» Task brief
Read the records beneath this task and copy every line that contains the string "info".

» Supplied data

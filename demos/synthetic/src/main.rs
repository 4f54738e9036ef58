//! synthetic — generate one week of schedules for a synthetic town.
//!
//! ```text
//! cargo run --release -p synthetic -- [config.json] [output-dir]
//! ```
//!
//! Without a config file the defaults are used.  Output goes to `./output`:
//! `schedules.csv` and `people.csv`.

mod world;

use std::path::{Path, PathBuf};
use std::time::Instant;

use anyhow::{Context, Result};
use log::info;

use hp_core::{SimRng, SimulationConfig};
use hp_output::{CsvScheduleWriter, ScheduleWriterObserver};
use hp_sim::GeneratorBuilder;

use world::{build_population, build_town};

// ── Constants ─────────────────────────────────────────────────────────────────

const GRID_SIZE: u32   = 30;
const FAMILIES:  usize = 2_000;
/// Offset of the world-building RNG stream from the generation stream.
const WORLD_STREAM: u64 = 1;

// ── main ──────────────────────────────────────────────────────────────────────

fn main() -> Result<()> {
    env_logger::Builder::from_env(env_logger::Env::default().default_filter_or("info")).init();

    let mut args = std::env::args().skip(1);
    let config = match args.next() {
        Some(path) => SimulationConfig::from_json_path(Path::new(&path))
            .with_context(|| format!("loading config from {path}"))?,
        None => SimulationConfig { progress_interval: 250, ..SimulationConfig::default() },
    };
    let out_dir = PathBuf::from(args.next().unwrap_or_else(|| "output".to_owned()));

    println!("=== synthetic — weekly schedule synthesizer ===");
    println!("Grid: {GRID_SIZE}×{GRID_SIZE}  |  Families: {FAMILIES}  |  Seed: {}", config.seed);
    println!();

    // 1. Town and population, from their own RNG stream.
    let mut world_rng = SimRng::new(config.seed).child(WORLD_STREAM);
    let (index, homes) = build_town(GRID_SIZE, &mut world_rng)?;
    let population = build_population(&homes, FAMILIES, &mut world_rng)?;
    info!(
        "town: {} buildings, {} homes; population: {} people in {} families",
        index.building_count(),
        homes.len(),
        population.person_count(),
        population.family_count(),
    );

    // 2. Generate, streaming each family to CSV.
    let writer = CsvScheduleWriter::new(&out_dir)
        .with_context(|| format!("creating output in {}", out_dir.display()))?;
    let mut observer = ScheduleWriterObserver::new(writer);
    let mut generator = GeneratorBuilder::new(config, index).population(population).build()?;

    let started = Instant::now();
    generator.run(&mut observer)?;
    if let Some(e) = observer.take_error() {
        return Err(e).context("writing schedules");
    }
    let elapsed = started.elapsed();

    // 3. Report.
    let population = &generator.population;
    println!();
    println!("Generated {} schedules in {elapsed:.2?}", population.person_count());
    println!("Average units per person and week:");
    print!("{}", population.summary());

    let noon_monday = 72;
    let occupancy = population.occupancy_at(noon_monday);
    println!("Occupied buildings at Monday 12:00: {}", occupancy.len());
    println!("Output written to {}", out_dir.display());
    Ok(())
}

» Answer section
use log::info;
    env_logger::Builder::from_env(env_logger::Env::default().default_filter_or("info")).init();
    info!(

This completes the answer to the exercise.